[Pemphigoid gestationis without blisters].

BACKGROUND AND OBJECTIVE

Pemphigoid gestationis (PG) is a rare pregnancy-associated autoimmune bullous disease characterized by autoantibodies to the 180 kD bullous pemphigoid antigen (BP180). The clinical spectrum of PG is polymorphic and for diagnostic purposes, a skin biopsy is usually taken demonstrating the deposition of autoantibodies.

PATIENTS AND METHODS

From 2 patients, skin biopsies were obtained for histopathologic and immunofluorescence studies. Circulating autoantibodies were characterized by immunoblotting and ELISA using a recombinant form of the immunodominant BP180 NC16 A domain.

RESULTS

The 2 PG patients described here did not show blisters but complained about severe itching.

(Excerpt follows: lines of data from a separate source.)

#[cfg(test)]
mod tests {
    use super::*;
    use crate::events::parse_event;
    use crate::types::StepStatus;

    fn snapshot(script_status: &str) -> WorkflowSnapshot {
        let step = |id: &str, status: &str| {
            format!(
                r#"{{"step_id": "{id}", "step_name": "{id}", "status": "{status}",
                    "dependencies": {{"is_met": true, "missing_dependencies": []}}}}"#
            )
        };
        serde_json::from_str(&format!(
            r#"{{
                "overall_status": "running",
                "step_1_import": {},
                "step_2_script": {},
                "step_3_novel": {},
                "step_4_alignment": {}
            }}"#,
            step("step_1_import", "completed"),
            step("step_2_script", script_status),
            step("step_3_novel", "ready"),
            step("step_4_alignment", "locked"),
        ))
        .unwrap()
    }

    fn fetch_error() -> SyncError {
        SyncError::Http {
            status: 502,
            detail: "Bad gateway".into(),
        }
    }

    #[test]
    fn test_phase_transitions() {
        let mut session = SyncSession::new("p1");
        assert_eq!(session.phase(), SessionPhase::Idle);

        session.start();
        assert_eq!(session.phase(), SessionPhase::Connecting);

        let ticket = session.begin_fetch().unwrap();
        session.complete_fetch(ticket, Ok(snapshot("running")));
        assert_eq!(session.phase(), SessionPhase::Active);

        session.begin_teardown();
        assert_eq!(session.phase(), SessionPhase::TearingDown);
    }

    #[test]
    fn test_first_failure_also_leaves_connecting() {
        let mut session = SyncSession::new("p1");
        session.start();
        let ticket = session.begin_fetch().unwrap();
        let outcome = session.complete_fetch(ticket, Err(fetch_error()));
        assert!(matches!(outcome, FetchOutcome::Failed(_)));
        // Loading is over even though the fetch failed
        assert_eq!(session.phase(), SessionPhase::Active);
        assert!(session.snapshot().is_none());
    }

    #[test]
    fn test_single_flight() {
        let mut session = SyncSession::new("p1");
        session.start();

        let ticket = session.begin_fetch().unwrap();
        assert!(session.begin_fetch().is_none());
        assert!(session.fetch_in_flight());

        session.complete_fetch(ticket, Ok(snapshot("ready")));
        assert!(!session.fetch_in_flight());
        assert!(session.begin_fetch().is_some());
    }

    #[test]
    fn test_stale_ticket_from_other_project_discarded() {
        let mut old = SyncSession::new("project-a");
        old.start();
        let stale = old.begin_fetch().unwrap();

        // The operator switched projects before the response arrived
        let mut current = SyncSession::new("project-b");
        current.start();
        let outcome = current.complete_fetch(stale, Ok(snapshot("running")));
        assert_eq!(outcome, FetchOutcome::Discarded);
        assert!(current.snapshot().is_none());
        // The discard did not release project-b's own fetch slot
        assert!(current.begin_fetch().is_some());
    }

    #[test]
    fn test_response_after_teardown_discarded() {
        let mut session = SyncSession::new("p1");
        session.start();
        let ticket = session.begin_fetch().unwrap();
        session.begin_teardown();

        let outcome = session.complete_fetch(ticket, Ok(snapshot("running")));
        assert_eq!(outcome, FetchOutcome::Discarded);
        assert!(session.snapshot().is_none());
        assert!(session.begin_fetch().is_none());
    }

    #[test]
    fn test_failed_fetch_keeps_last_known_good() {
        let mut session = SyncSession::new("p1");
        session.start();

        let ticket = session.begin_fetch().unwrap();
        session.complete_fetch(ticket, Ok(snapshot("running")));
        assert!(session.snapshot().is_some());

        let ticket = session.begin_fetch().unwrap();
        let outcome = session.complete_fetch(ticket, Err(fetch_error()));
        assert!(matches!(outcome, FetchOutcome::Failed(_)));
        // Cache untouched, error surfaced separately
        assert!(session.snapshot().is_some());
        assert!(session.last_error().unwrap().contains("502"));

        let ticket = session.begin_fetch().unwrap();
        session.complete_fetch(ticket, Ok(snapshot("ready")));
        assert!(session.last_error().is_none());
    }

    #[test]
    fn test_adaptive_poll_delay() {
        let config = SyncConfig::default();
        let mut session = SyncSession::new("p1");
        session.start();

        // No snapshot yet: idle cadence
        assert_eq!(session.poll_delay(&config), config.idle_poll_interval);

        let ticket = session.begin_fetch().unwrap();
        session.complete_fetch(ticket, Ok(snapshot("running")));
        assert_eq!(session.poll_delay(&config), config.active_poll_interval);

        let ticket = session.begin_fetch().unwrap();
        session.complete_fetch(ticket, Ok(snapshot("ready")));
        assert_eq!(session.poll_delay(&config), config.idle_poll_interval);
    }

    #[test]
    fn test_poll_delay_after_failure_is_idle() {
        let config = SyncConfig::default();
        let mut session = SyncSession::new("p1");
        session.start();

        let ticket = session.begin_fetch().unwrap();
        session.complete_fetch(ticket, Ok(snapshot("running")));
        assert_eq!(session.poll_delay(&config), config.active_poll_interval);

        // A failed fetch drops back to the idle cadence even though the
        // cached snapshot still shows a running step
        let ticket = session.begin_fetch().unwrap();
        session.complete_fetch(ticket, Err(fetch_error()));
        assert_eq!(session.poll_delay(&config), config.idle_poll_interval);
    }

    #[test]
    fn test_refetch_request_coalesces() {
        let mut session = SyncSession::new("p1");
        session.request_refetch();
        session.request_refetch();
        session.request_refetch();

        assert!(session.take_refetch_request());
        // All three collapsed into one
        assert!(!session.take_refetch_request());
    }

    #[test]
    fn test_apply_event_appends_and_requests_refetch() {
        let mut session = SyncSession::new("p1");
        let event = parse_event(
            r#"{"type": "step_completed", "step_id": "step_2_script", "step_name": "Script Analysis", "timestamp": "2026-08-06T10:00:00Z"}"#,
        )
        .unwrap();

        let entry = session.apply_event(&event);
        assert_eq!(entry.message, "Script Analysis completed");
        assert_eq!(session.log().len(), 1);
        assert!(session.take_refetch_request());
    }

    #[test]
    fn test_informational_event_does_not_request_refetch() {
        let mut session = SyncSession::new("p1");
        let event = parse_event(
            r#"{"type": "log", "step_id": "step_2_script", "level": "info", "message": "hello", "timestamp": ""}"#,
        )
        .unwrap();
        session.apply_event(&event);
        assert_eq!(session.log().len(), 1);
        assert!(!session.take_refetch_request());
    }

    #[test]
    fn test_command_completed_logs_info_and_requests_refetch() {
        let mut session = SyncSession::new("p1");
        let entry =
            session.command_completed("Started Script Analysis", Some("step_2_script".into()));
        assert_eq!(entry.level, LogLevel::Info);
        assert_eq!(entry.step_id.as_deref(), Some("step_2_script"));
        assert_eq!(session.log().len(), 1);
        assert!(session.take_refetch_request());
    }

    #[test]
    fn test_log_is_append_only() {
        let mut session = SyncSession::new("p1");
        session.push_log(LogLevel::Info, "first", None);
        let first_id = session.log().entries()[0].id.clone();

        for i in 0..10 {
            session.push_log(LogLevel::Info, format!("entry {i}"), None);
        }

        assert_eq!(session.log().len(), 11);
        assert_eq!(session.log().entries()[0].id, first_id);
        assert_eq!(session.log().entries()[0].message, "first");
    }

    #[test]
    fn test_snapshot_helper_statuses() {
        // Guard against the fixture drifting from the wire format
        let s = snapshot("running");
        assert_eq!(s.step_2_script.status, StepStatus::Running);
        assert!(s.has_running_step());
    }
}
pub mod model;
pub mod classifier;
pub mod store;

pub use classifier::{classify, WeaknessShape};
pub use model::{Level, Skill, SkillRates};
use std::path::{Path, PathBuf};
use anyhow::Context;
use serde::{Deserialize, Serialize};
use crate::problems::fallback::LevelTieBreak;
use crate::skills::model::Skill;

#[derive(Debug, Clone, PartialEq, Serialize, Deserialize)]
#[serde(default)]
pub struct SamplerConfig {
    /// Candidate pool target, as a multiple of the set size.
    pub pool_multiplier: usize,
    pub cache_capacity: usize,
}

impl Default for SamplerConfig {
    fn default() -> Self {
        SamplerConfig { pool_multiplier: 3, cache_capacity: 64 }
    }
}

#[derive(Debug, Clone, PartialEq, Serialize, Deserialize)]
#[serde(default)]
pub struct WeeklyCheckConfig {
    pub current_level_count: usize,
    pub harder_level_count: usize,
}

impl WeeklyCheckConfig {
    pub fn per_skill(&self) -> usize {
        self.current_level_count + self.harder_level_count
    }
}

impl Default for WeeklyCheckConfig {
    fn default() -> Self {
        WeeklyCheckConfig { current_level_count: 6, harder_level_count: 4 }
    }
}

#[derive(Debug, Clone, PartialEq, Serialize, Deserialize)]
#[serde(default)]
pub struct PromotionRules {
    /// Per-skill rate every skill must reach, in [0, 1].
    pub pass_rate: f64,
    pub streak_to_promote: u32,
}

impl Default for PromotionRules {
    fn default() -> Self {
        PromotionRules { pass_rate: 0.9, streak_to_promote: 3 }
    }
}

#[derive(Debug, Clone, Copy, PartialEq, Eq, Default, Serialize, Deserialize)]
#[serde(default)]
pub struct FallbackConfig {
    pub vocab: LevelTieBreak,
    pub grammar: LevelTieBreak,
    pub reading: LevelTieBreak,
}

impl FallbackConfig {
    pub fn for_skill(&self, skill: Skill) -> LevelTieBreak {
        match skill {
            Skill::Vocab => self.vocab,
            Skill::Grammar => self.grammar,
            Skill::Reading => self.reading,
        }
    }
}

#[derive(Debug, Clone, PartialEq, Serialize, Deserialize)]
#[serde(default)]
pub struct StorageConfig {
    pub data_dir: PathBuf,
}

impl Default for StorageConfig {
    fn default() -> Self {
        StorageConfig { data_dir: app_data_dir().join("data") }
    }
}

/// Tunables for the scheduler. Every field has a default, so a partial
/// (or empty) TOML file is valid.
#[derive(Debug, Clone, PartialEq, Default, Serialize, Deserialize)]
#[serde(default)]
pub struct SchedulerConfig {
    pub sampler: SamplerConfig,
    pub weekly_check: WeeklyCheckConfig,
    pub promotion: PromotionRules,
    pub fallback: FallbackConfig,
    pub storage: StorageConfig,
}

fn app_data_dir() -> PathBuf {
    // Use platform-specific app data directory
    #[cfg(target_os = "macos")]
    {
        if let Some(home) = std::env::var_os("HOME") {
            let mut dir = PathBuf::from(home);
            dir.push("Library/Application Support/com.jlptcoach.app");
            return dir;
        }
    }

    #[cfg(target_os = "windows")]
    {
        if let Some(appdata) = std::env::var_os("APPDATA") {
            let mut dir = PathBuf::from(appdata);
            dir.push("com.jlptcoach.app");
            return dir;
        }
    }

    #[cfg(target_os = "linux")]
    {
        if let Some(home) = std::env::var_os("HOME") {
            let mut dir = PathBuf::from(home);
            dir.push(".local/share/com.jlptcoach.app");
            return dir;
        }
    }

    // Fallback
    PathBuf::from(".")
}

/// `JLPT_COACH_CONFIG` if set, else `scheduler.toml` in the app data dir.
pub fn config_path() -> PathBuf {
    std::env::var_os("JLPT_COACH_CONFIG")
        .map(PathBuf::from)
        .unwrap_or_else(|| app_data_dir().join("scheduler.toml"))
}

impl SchedulerConfig {
    pub fn from_toml_str(content: &str) -> anyhow::Result<Self> {
        let config: SchedulerConfig = toml::from_str(content).context("invalid scheduler config")?;
        Ok(config.sanitized())
    }

    pub fn load(path: &Path) -> anyhow::Result<Self> {
        let content = std::fs::read_to_string(path)
            .with_context(|| format!("reading scheduler config at {}", path.display()))?;
        Self::from_toml_str(&content)
            .with_context(|| format!("parsing scheduler config at {}", path.display()))
    }

    /// Load from [`config_path`], falling back to defaults on any problem.
    pub fn load_or_default() -> Self {
        let path = config_path();
        if !path.exists() {
            tracing::info!(path = ?path, "No scheduler config found, using defaults");
            return Self::default();
        }
        match Self::load(&path) {
            Ok(config) => {
                tracing::info!(path = ?path, "Loaded scheduler config");
                config
            }
            Err(e) => {
                tracing::warn!(path = ?path, error = %format!("{:#}", e), "Bad scheduler config, using defaults");
                Self::default()
            }
        }
    }

    // Values that would break the scheduler's guarantees are pulled back into range.
    fn sanitized(mut self) -> Self {
        self.sampler.pool_multiplier = self.sampler.pool_multiplier.max(1);
        self.sampler.cache_capacity = self.sampler.cache_capacity.max(1);
        self.promotion.streak_to_promote = self.promotion.streak_to_promote.max(1);
        self.promotion.pass_rate = crate::skills::model::normalize_rate(self.promotion.pass_rate);
        self
    }
}
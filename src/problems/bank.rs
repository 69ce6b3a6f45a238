use std::collections::BTreeMap;
use std::path::Path;
use serde::{Serialize, Deserialize};
use crate::skills::model::{Level, Skill};

/// A single multiple-choice item from the question bank.
#[derive(Debug, Clone, PartialEq, Serialize, Deserialize)]
#[serde(rename_all = "camelCase")]
pub struct Question {
    pub id: String,
    pub skill: Skill,
    pub level_tag: Level,
    #[serde(default)]
    pub prompt: String,
    #[serde(default)]
    pub choices: Vec<String>,
    #[serde(default)]
    pub correct_index: usize,
}

/// Read-only question source. Only `list_by_skill` is required; the
/// level and id lookups derive from it.
pub trait QuestionBank: Send + Sync {
    fn list_by_skill(&self, skill: Skill) -> Vec<Question>;

    /// IDs for one skill at one level, in bank order.
    fn ids_at(&self, skill: Skill, level: Level) -> Vec<String> {
        self.list_by_skill(skill)
            .into_iter()
            .filter(|q| q.level_tag == level)
            .map(|q| q.id)
            .collect()
    }

    /// Up to `count` questions for one skill at one level, in bank order.
    fn take_at(&self, skill: Skill, level: Level, count: usize) -> Vec<Question> {
        self.list_by_skill(skill)
            .into_iter()
            .filter(|q| q.level_tag == level)
            .take(count)
            .collect()
    }

    fn get_at(&self, skill: Skill, level: Level, id: &str) -> Option<Question> {
        self.list_by_skill(skill)
            .into_iter()
            .find(|q| q.level_tag == level && q.id == id)
    }

    fn find(&self, id: &str) -> Option<Question> {
        Skill::ALL
            .iter()
            .find_map(|skill| self.list_by_skill(*skill).into_iter().find(|q| q.id == id))
    }
}

/// Bank held in memory, grouped by skill. Duplicate IDs keep the first copy.
#[derive(Debug, Clone, Default)]
pub struct InMemoryQuestionBank {
    by_skill: BTreeMap<Skill, Vec<Question>>,
}

impl InMemoryQuestionBank {
    pub fn new(questions: Vec<Question>) -> Self {
        let mut by_skill: BTreeMap<Skill, Vec<Question>> = BTreeMap::new();
        let mut seen = std::collections::HashSet::new();
        for question in questions {
            if !seen.insert(question.id.clone()) {
                tracing::warn!(id = %question.id, "Duplicate question id in bank, keeping first");
                continue;
            }
            by_skill.entry(question.skill).or_default().push(question);
        }
        InMemoryQuestionBank { by_skill }
    }

    pub fn len(&self) -> usize {
        self.by_skill.values().map(Vec::len).sum()
    }

    pub fn is_empty(&self) -> bool {
        self.len() == 0
    }

    /// Load every `*.json` file in `dir`, each holding an array of questions.
    /// Unreadable files are skipped; a missing directory yields an empty bank.
    pub fn load_dir(dir: &Path) -> Self {
        let mut questions = Vec::new();

        let entries = match std::fs::read_dir(dir) {
            Ok(entries) => entries,
            Err(e) => {
                tracing::warn!(path = ?dir, error = %e, "Question directory not readable, bank is empty");
                return Self::default();
            }
        };

        let mut paths: Vec<_> = entries
            .flatten()
            .map(|entry| entry.path())
            .filter(|path| path.extension().and_then(|s| s.to_str()) == Some("json"))
            .collect();
        paths.sort();

        for path in paths {
            match std::fs::read_to_string(&path) {
                Ok(text) => match serde_json::from_str::<Vec<Question>>(&text) {
                    Ok(mut batch) => questions.append(&mut batch),
                    Err(e) => {
                        tracing::warn!(path = ?path, error = %e, "Failed to parse question file");
                    }
                },
                Err(e) => {
                    tracing::warn!(path = ?path, error = %e, "Failed to read question file");
                }
            }
        }

        let bank = Self::new(questions);
        tracing::info!(path = ?dir, count = bank.len(), "Question bank loaded");
        bank
    }
}

impl QuestionBank for InMemoryQuestionBank {
    fn list_by_skill(&self, skill: Skill) -> Vec<Question> {
        self.by_skill.get(&skill).cloned().unwrap_or_default()
    }
}
use serde::{Serialize, Deserialize};
use crate::skills::model::{Skill, SkillRates};

/// Which skill(s) are comparatively weak this week.
#[derive(Debug, Clone, Copy, PartialEq, Eq, Serialize, Deserialize)]
#[serde(tag = "kind", rename_all = "snake_case")]
pub enum WeaknessShape {
    AllEqual,
    OneWeak { skill: Skill },
    TwoWeakTie { weak_a: Skill, weak_b: Skill, strongest: Skill },
    /// Weakest first.
    Stair { order: [Skill; 3] },
}

/// Classify three skill rates into exactly one shape.
pub fn classify(rates: &SkillRates) -> WeaknessShape {
    let [low, mid, high] = rates.ascending();
    let (r_low, r_mid, r_high) = (rates.get(low), rates.get(mid), rates.get(high));

    let shape = if r_low == r_mid && r_mid == r_high {
        WeaknessShape::AllEqual
    } else if r_low < r_mid && r_mid == r_high {
        WeaknessShape::OneWeak { skill: low }
    } else if r_low == r_mid && r_mid < r_high {
        WeaknessShape::TwoWeakTie { weak_a: low, weak_b: mid, strongest: high }
    } else {
        WeaknessShape::Stair { order: [low, mid, high] }
    };

    tracing::debug!(?rates, ?shape, "Classified weakness shape");
    shape
}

In the first case, PG presented in the first trimester of the second pregnancy as an erythema-multiforme-like disease. The second patient developed urticarial plaques a few days after delivery. PG was diagnosed by the detection of autoantibodies against recombinant BP180 NC16 A by immunoblot and ELISA analysis and confirmed by linear deposits of C3 at the cutaneous basement membrane zone on direct immunofluorescence microscopy. Skin lesions healed with oral prednisolone.

CONCLUSIONS

In our two patients, non-bullous PG could be diagnosed by serological tests. Immunoblotting and ELISA might be sensitive and specific tools when screening sera of patients with pruritic skin lesions in pregnancy for the presence of autoantibodies to BP180. In some cases, these newer techniques may make a skin biopsy unnecessary.